There were 1,683 households, out of which 27.5% had children under the age of 18 living with them, 82.6% were married couples living together, 4.0% had a female householder with no husband present, and 12.1% were non-families. 9.7% of all households were made up of individuals, and 5.2% had someone living alone who was 65 years of age or older. The average household size was 2.54 and the average family size was 2.71.

In the CDP, the population was spread out, with 20.6% under the age of 18, 2.8% from 18 to 24, 24.1% from 25 to 44, 31.7% from 45 to 64, and 20.8% who were 65 years of age or older. The median age was 47 years. For every 100 females, there were 93.6 males. For every 100 females age 18 and over, there were 92.0 males.

The median income for a household in the CDP was $68,883, and the median income for a family was $72,365. Males had a median income of $57,375 versus $31,384 for females.
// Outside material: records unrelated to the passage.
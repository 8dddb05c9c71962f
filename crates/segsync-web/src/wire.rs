#![forbid(unsafe_code)]

//! Push-event decoding.
//!
//! A frame arrives as an event name plus a JSON payload. Decoding is two
//! steps: serde for shape, then [`validate_event`] for the cross-field rules
//! serde cannot express (indices in range, diff alignment, view maps that
//! resolve). Anything that fails either step is a [`PushParseError`]; the
//! caller logs it and drops the frame.

use std::collections::BTreeSet;

use segsync_backend::{
    PushEvent, STATUS_CHANGED_EVENT, SNAPSHOT_EVENT, SessionSnapshot, StatusChanged, UPDATE_EVENT,
    VisualizationSnapshot, VisualizationUpdate,
};
use segsync_core::{ServerState, SplitIndex};
use serde::de::DeserializeOwned;
use thiserror::Error;

/// Longest payload prefix quoted in diagnostics, in characters.
pub const PAYLOAD_PREVIEW_CHARS: usize = 200;

#[derive(Debug, Clone, PartialEq, Eq, Error)]
pub enum PushParseError {
    #[error("unknown push event `{0}`")]
    UnknownEvent(String),

    #[error("malformed JSON at line {line}, column {column}: {message}")]
    Json {
        line: usize,
        column: usize,
        message: String,
    },

    #[error("invalid `{field}`: {reason}")]
    Invalid { field: String, reason: String },
}

impl PushParseError {
    fn invalid(field: impl Into<String>, reason: impl Into<String>) -> Self {
        Self::Invalid {
            field: field.into(),
            reason: reason.into(),
        }
    }
}

impl From<serde_json::Error> for PushParseError {
    fn from(e: serde_json::Error) -> Self {
        Self::Json {
            line: e.line(),
            column: e.column(),
            message: e.to_string(),
        }
    }
}

/// Decode and validate one push frame.
pub fn parse_push_event(name: &str, payload: &str) -> Result<PushEvent, PushParseError> {
    let event = match name {
        SNAPSHOT_EVENT => PushEvent::Snapshot(decode::<SessionSnapshot>(payload)?),
        UPDATE_EVENT => PushEvent::Update(decode::<VisualizationUpdate>(payload)?),
        STATUS_CHANGED_EVENT => PushEvent::StatusChanged(decode::<StatusChanged>(payload)?),
        other => return Err(PushParseError::UnknownEvent(other.to_string())),
    };
    validate_event(&event)?;
    Ok(event)
}

fn decode<T: DeserializeOwned>(payload: &str) -> Result<T, PushParseError> {
    Ok(serde_json::from_str(payload)?)
}

/// Cross-field checks on an already-decoded event.
pub fn validate_event(event: &PushEvent) -> Result<(), PushParseError> {
    match event {
        PushEvent::Snapshot(snapshot) => {
            let mut seen = BTreeSet::new();
            for (i, viz) in snapshot.visualizations.iter().enumerate() {
                if !seen.insert(&viz.viz_id) {
                    return Err(PushParseError::invalid(
                        format!("visualizations[{i}].vizId"),
                        format!("duplicate visualization {}", viz.viz_id),
                    ));
                }
                validate_snapshot_entry(i, viz)?;
            }
            Ok(())
        }
        PushEvent::Update(update) => validate_update(update),
        PushEvent::StatusChanged(_) => Ok(()),
    }
}

fn validate_snapshot_entry(i: usize, viz: &VisualizationSnapshot) -> Result<(), PushParseError> {
    let prefix = format!("visualizations[{i}]");
    validate_state(&prefix, &viz.state)?;
    viz.view_maps
        .validate(viz.state.splits.len())
        .map_err(|e| PushParseError::invalid(format!("{prefix}.viewMaps"), e.to_string()))?;
    viz.view_maps
        .resolve(&viz.default_preferences.view_id)
        .map_err(|e| {
            PushParseError::invalid(format!("{prefix}.defaultPreferences.viewId"), e.to_string())
        })?;
    Ok(())
}

fn validate_state(prefix: &str, state: &ServerState) -> Result<(), PushParseError> {
    check_basis(prefix, &state.basis_split_indices, state.splits.len())
}

fn validate_update(update: &VisualizationUpdate) -> Result<(), PushParseError> {
    if update.sequence_number == 0 {
        return Err(PushParseError::invalid(
            "sequenceNumber",
            "an update always advances past the initial sequence number 0",
        ));
    }
    check_basis("", &update.basis_split_indices, update.splits.len())?;
    if update.diffs.len() > update.splits.len() {
        return Err(PushParseError::invalid(
            "diffs",
            format!(
                "{} diffs for {} splits",
                update.diffs.len(),
                update.splits.len()
            ),
        ));
    }
    Ok(())
}

fn check_basis(prefix: &str, basis: &[SplitIndex], split_count: usize) -> Result<(), PushParseError> {
    if let Some(&index) = basis.iter().find(|&&i| i >= split_count) {
        let field = if prefix.is_empty() {
            String::from("basisSplitIndices")
        } else {
            format!("{prefix}.state.basisSplitIndices")
        };
        return Err(PushParseError::invalid(
            field,
            format!("split index {index} out of range ({split_count} splits)"),
        ));
    }
    Ok(())
}

/// At most [`PAYLOAD_PREVIEW_CHARS`] characters of `payload`, marked when cut.
#[must_use]
pub fn payload_preview(payload: &str) -> String {
    match payload.char_indices().nth(PAYLOAD_PREVIEW_CHARS) {
        Some((cut, _)) => format!("{}…", &payload[..cut]),
        None => payload.to_string(),
    }
}

#[cfg(test)]
mod tests {
    use super::*;
    use segsync_core::{Split, ViewId, ViewMaps, ViewPreferences, VizId};

    fn update_json(sequence: u64, basis: &str, diffs: &str) -> String {
        format!(
            r#"{{"vizId":"v","sequenceNumber":{sequence},"basisSplitIndices":{basis},
                "splits":[{{"basisSplitIndices":[0],"segmentGroupBounds":{{"x":0,"y":0,"width":1,"height":1}},
                "responseGroups":{{"expanded":[],"collapsed":[]}}}}],"diffs":{diffs}}}"#
        )
    }

    // ── Decoding ────────────────────────────────────────────────────

    #[test]
    fn status_changed_decodes() {
        assert_eq!(
            parse_push_event("statusChanged", r#"{"open":false}"#).unwrap(),
            PushEvent::StatusChanged(StatusChanged { open: false })
        );
    }

    #[test]
    fn update_decodes_with_null_diffs() {
        let event = parse_push_event("update", &update_json(3, "[0]", "[null]")).unwrap();
        let PushEvent::Update(update) = event else {
            panic!("expected update");
        };
        assert_eq!(update.viz_id, VizId::from("v"));
        assert_eq!(update.diffs, vec![None]);
    }

    #[test]
    fn unknown_event_name_is_rejected() {
        assert_eq!(
            parse_push_event("ping", "{}"),
            Err(PushParseError::UnknownEvent(String::from("ping")))
        );
    }

    #[test]
    fn json_errors_carry_position() {
        let err = parse_push_event("statusChanged", "{\n  \"open\": tru").unwrap_err();
        let PushParseError::Json { line, column, .. } = err else {
            panic!("expected JSON error, got {err:?}");
        };
        assert_eq!(line, 2);
        assert!(column > 0);
    }

    // ── Validation ──────────────────────────────────────────────────

    #[test]
    fn out_of_range_basis_is_invalid() {
        let err = parse_push_event("update", &update_json(3, "[4]", "[]")).unwrap_err();
        assert!(matches!(err, PushParseError::Invalid { ref field, .. } if field == "basisSplitIndices"));
    }

    #[test]
    fn surplus_diffs_are_invalid() {
        let err = parse_push_event("update", &update_json(3, "[0]", "[null,null]")).unwrap_err();
        assert!(matches!(err, PushParseError::Invalid { ref field, .. } if field == "diffs"));
    }

    #[test]
    fn zero_sequence_update_is_invalid() {
        let err = parse_push_event("update", &update_json(0, "[0]", "[]")).unwrap_err();
        assert!(matches!(err, PushParseError::Invalid { ref field, .. } if field == "sequenceNumber"));
    }

    #[test]
    fn snapshot_default_view_must_resolve() {
        let viz = VisualizationSnapshot {
            viz_id: VizId::from("v"),
            state: ServerState::new(vec![Split::default()], vec![0], 1),
            view_maps: [(ViewId::base(), vec![0])].into_iter().collect::<ViewMaps>(),
            default_preferences: ViewPreferences::new(ViewId::new("2"), Default::default()),
        };
        let event = PushEvent::Snapshot(SessionSnapshot {
            visualizations: vec![viz.clone()],
            open: true,
        });
        let err = validate_event(&event).unwrap_err();
        assert!(err.to_string().contains("defaultPreferences.viewId"), "{err}");

        let duplicate = PushEvent::Snapshot(SessionSnapshot {
            visualizations: vec![
                VisualizationSnapshot {
                    default_preferences: ViewPreferences::default(),
                    ..viz
                };
                2
            ],
            open: true,
        });
        let err = validate_event(&duplicate).unwrap_err();
        assert!(err.to_string().contains("duplicate visualization v"), "{err}");
    }

    // ── Preview ─────────────────────────────────────────────────────

    #[test]
    fn preview_cuts_on_char_boundary() {
        let long = "é".repeat(PAYLOAD_PREVIEW_CHARS + 10);
        let preview = payload_preview(&long);
        assert_eq!(preview.chars().count(), PAYLOAD_PREVIEW_CHARS + 1);
        assert!(preview.ends_with('…'));
        assert_eq!(payload_preview("short"), "short");
    }
}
The per capita income for the CDP was $31,187. About 1.8% of families and 2.1% of the population were below the poverty line, including none of those under age 18 and 1.9% of those age 65 or over.
==Education==
The public schools serving the Trinity area belong to the Pasco County School District. The serving school district elementary schools include Trinity Elementary School, Trinity Oaks Elementary School, Seven Springs Elementary School, Odessa Elementary School, and Athenian Academy of Technology and the Arts (charter school). Kids also attend Seven Springs Middle School and J.W. Mitchell High School. Trinity private schools include Elfers Christian School, Genesis School, Solid Rock Community School and Genesis Preparatory School. Trinity College of Florida, a 4-year private Christian college, is also located here.

==Airport==
Trinity once shared a small airport with Odessa, FL. The Tampa Bay Executive Airport, at the corner of Trinity Blvd and SR 54, closed in 2004. Today, residents must use either Tampa International Airport or St. Pete/Clearwater International Airport.